Would it matter, from the point of view of one orphaned from birth or abandoned at birth, whether one originally had parents or not? Does the act of being conceived and born naturally really have significance beyond what we give it in terms of being a link to previous generations of humans, and if so, does this link overshadow the links we make day in and day out by interacting with the other human beings around us?
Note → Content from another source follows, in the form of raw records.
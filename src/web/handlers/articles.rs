//! Public article handlers.

use axum::{
    extract::{Path, Query, State},
    Json,
};
use std::collections::HashMap;
use std::sync::Arc;

use crate::content::{
    Article, ArticleQuery, ArticleRepository, AuthorRepository, Category, CategoryRepository,
};
use crate::datetime::to_rfc3339;
use crate::similarity::find_similar;
use crate::web::dto::{
    ApiResponse, ArticleListQuery, ArticleResponse, CategoryResponse, PaginatedResponse,
};
use crate::web::error::ApiError;
use crate::web::handlers::AppState;

/// Number of articles returned by the highlighted endpoint.
const HIGHLIGHTED_LIMIT: i64 = 12;

/// Number of similar articles returned.
const SIMILAR_LIMIT: usize = 6;

fn category_response(category: &Category) -> CategoryResponse {
    CategoryResponse {
        id: category.id,
        name: category.name.clone(),
        slug: category.slug.clone(),
        color: category.color.clone(),
    }
}

/// Map an article plus its context into the public response shape.
async fn article_response(
    state: &AppState,
    article: Article,
    categories: &HashMap<i64, Category>,
) -> Result<ArticleResponse, ApiError> {
    let authors = AuthorRepository::new(state.db.pool())
        .for_article(article.id)
        .await
        .map_err(|e| {
            tracing::error!("Failed to load authors: {}", e);
            ApiError::internal("Failed to load article authors")
        })?;

    let category = article
        .category_id
        .and_then(|id| categories.get(&id))
        .map(category_response);

    Ok(ArticleResponse {
        id: article.id,
        feed_id: article.feed_id,
        category,
        title: article.title,
        abstract_text: article.abstract_text,
        original_url: article.original_url,
        published_at: article.published_at.as_deref().map(to_rfc3339),
        created_at: to_rfc3339(&article.created_at),
        highlighted: article.highlighted,
        view_count: article.view_count,
        authors: authors.into_iter().map(|a| a.name).collect(),
    })
}

async fn category_map(state: &AppState) -> Result<HashMap<i64, Category>, ApiError> {
    let categories = CategoryRepository::new(state.db.pool())
        .list_all()
        .await
        .map_err(|e| {
            tracing::error!("Failed to list categories: {}", e);
            ApiError::internal("Failed to list categories")
        })?;
    Ok(categories.into_iter().map(|c| (c.id, c)).collect())
}

/// GET /api/articles - Browse/search published articles.
pub async fn list_articles(
    State(state): State<Arc<AppState>>,
    Query(query): Query<ArticleListQuery>,
) -> Result<Json<PaginatedResponse<ArticleResponse>>, ApiError> {
    let pagination = query.pagination();
    let (offset, limit) = pagination.to_offset_limit();

    let categories = category_map(&state).await?;

    // Unknown category slugs yield an empty page rather than an error
    let category_id = match query.category.as_deref().filter(|s| !s.is_empty()) {
        Some(slug) => match categories.values().find(|c| c.slug == slug) {
            Some(category) => Some(category.id),
            None => {
                return Ok(Json(PaginatedResponse::new(
                    Vec::new(),
                    pagination.page,
                    pagination.per_page,
                    0,
                )));
            }
        },
        None => None,
    };

    let article_query = ArticleQuery {
        search: query.q.clone().filter(|s| !s.trim().is_empty()),
        category_id,
        feed_id: query.feed_id,
        limit,
        offset,
        ..ArticleQuery::default()
    };

    let repo = ArticleRepository::new(state.db.pool());
    let total = repo.count(&article_query).await.map_err(|e| {
        tracing::error!("Failed to count articles: {}", e);
        ApiError::internal("Failed to count articles")
    })?;
    let articles = repo.list(&article_query).await.map_err(|e| {
        tracing::error!("Failed to list articles: {}", e);
        ApiError::internal("Failed to list articles")
    })?;

    let mut responses = Vec::with_capacity(articles.len());
    for article in articles {
        responses.push(article_response(&state, article, &categories).await?);
    }

    Ok(Json(PaginatedResponse::new(
        responses,
        pagination.page,
        pagination.per_page,
        total as u64,
    )))
}

/// GET /api/articles/highlighted - Curated highlights.
pub async fn list_highlighted(
    State(state): State<Arc<AppState>>,
) -> Result<Json<ApiResponse<Vec<ArticleResponse>>>, ApiError> {
    let categories = category_map(&state).await?;

    let articles = ArticleRepository::new(state.db.pool())
        .list_highlighted(HIGHLIGHTED_LIMIT)
        .await
        .map_err(|e| {
            tracing::error!("Failed to list highlighted articles: {}", e);
            ApiError::internal("Failed to list highlighted articles")
        })?;

    let mut responses = Vec::with_capacity(articles.len());
    for article in articles {
        responses.push(article_response(&state, article, &categories).await?);
    }

    Ok(Json(ApiResponse::new(responses)))
}

/// GET /api/articles/:id - Article detail; counts the view.
pub async fn get_article(
    State(state): State<Arc<AppState>>,
    Path(article_id): Path<i64>,
) -> Result<Json<ApiResponse<ArticleResponse>>, ApiError> {
    let repo = ArticleRepository::new(state.db.pool());

    let article = repo
        .get_by_id(article_id)
        .await
        .map_err(|e| {
            tracing::error!("Failed to get article: {}", e);
            ApiError::internal("Failed to get article")
        })?
        .ok_or_else(|| ApiError::not_found("Article not found"))?;

    // Archived articles are invisible on the public surface
    if article.is_archived {
        return Err(ApiError::not_found("Article not found"));
    }

    repo.increment_view_count(article_id).await.map_err(|e| {
        tracing::error!("Failed to count view: {}", e);
        ApiError::internal("Failed to record view")
    })?;

    let categories = category_map(&state).await?;
    let mut response = article_response(&state, article, &categories).await?;
    response.view_count += 1;

    Ok(Json(ApiResponse::new(response)))
}

/// GET /api/articles/:id/similar - Embedding-based related articles.
pub async fn similar_articles(
    State(state): State<Arc<AppState>>,
    Path(article_id): Path<i64>,
) -> Result<Json<ApiResponse<Vec<ArticleResponse>>>, ApiError> {
    let similar = find_similar(
        &state.db,
        article_id,
        state.similarity_candidates,
        SIMILAR_LIMIT,
    )
    .await
    .map_err(ApiError::from)?;

    let categories = category_map(&state).await?;
    let mut responses = Vec::with_capacity(similar.len());
    for article in similar {
        responses.push(article_response(&state, article, &categories).await?);
    }

    Ok(Json(ApiResponse::new(responses)))
}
For another perspective, consider the Invid (aka Inbit) human-mimicking characters from Mospeada/Robotech -- particularly Marlene (can't recall her name in Mospeada). Not biologically human (although probably close), no true parents unless you count the Regis, no memories. Nonetheless I'd consider her effectively human by the end of the series, because of her choices and because she's _found_ friends and family in Scott's resistance group. Corg (Batra? in Mospeada), OTOH, I'd call alien -- in this case someone who COULD be human but chooses not to be. At best, IMHO, this latter is the category Kreuze falls into.

No way. None of those are human, not in the least. They're very much Invids, even if they chose to ultimately reject their heritage. In fact, a good chunk of what makes Marlene/Ariel compelling is the fact that she chose to make her home among humanity even though she is most certainly not a human. But what's important there is the element of choice -- the Invids have to actively reject their culture in order to live among humans. But Kreuze has no culture to reject -- he is very much a culture of one, and that's why he's an interesting villain.

But does one have to have a culture to reject in order to embrace a culture? Remember, Marlene originally had no clue she was an alien -- she only found out when she saw herself bleeding green. She originally came to see herself as human without being able to reject any previous heritage, since she first came to consciousness as a total blank slate. She turned BACK to the humans, in the end, of her own volition, but she had originally considered herself "one of them" (one of us?) without ever realizing she might have a totally different origin.

Here's another question: was Kreuze always aware he wasn't born naturally, or did he originally grow up assuming he was natural-born? If Kreuze had been created as a clone but, say, raised as Al da Flaga's natural-born son (with or without the expulsion of Mu la Flaga from the family), would his situation vis-a-vis humanity be different? In the latter situation Kreuze would presumably have assumed the culture he was brought up in, with Al da Flaga as his family, and whatever friends one normally picks up in childhood (albeit the isolated childhood of the upper-class "son" of a spectacular snob like Al da Flaga).

Another interesting subject would be Prayer Reverie from the Astray X manga -- apparently another failed Al da Flaga clone (or possibly a clone of Mu?), but utterly different from Kreuze in personality and motivations. Even if he was raised the same as Kreuze, from what we've seen so far he seems to have picked up family and friends in the form of Reverend Malchio and the Junk Guild. Arguably the same with Rey za Burrell, even if he went in a different direction from Reverie.

Again, he's more of an organic AI than anything else. He has no culture, no heritage, no family to embrace or reject, and that makes his descent into villainy all but inevitable. How could he not pass judgment on a race that had acted so carelessly?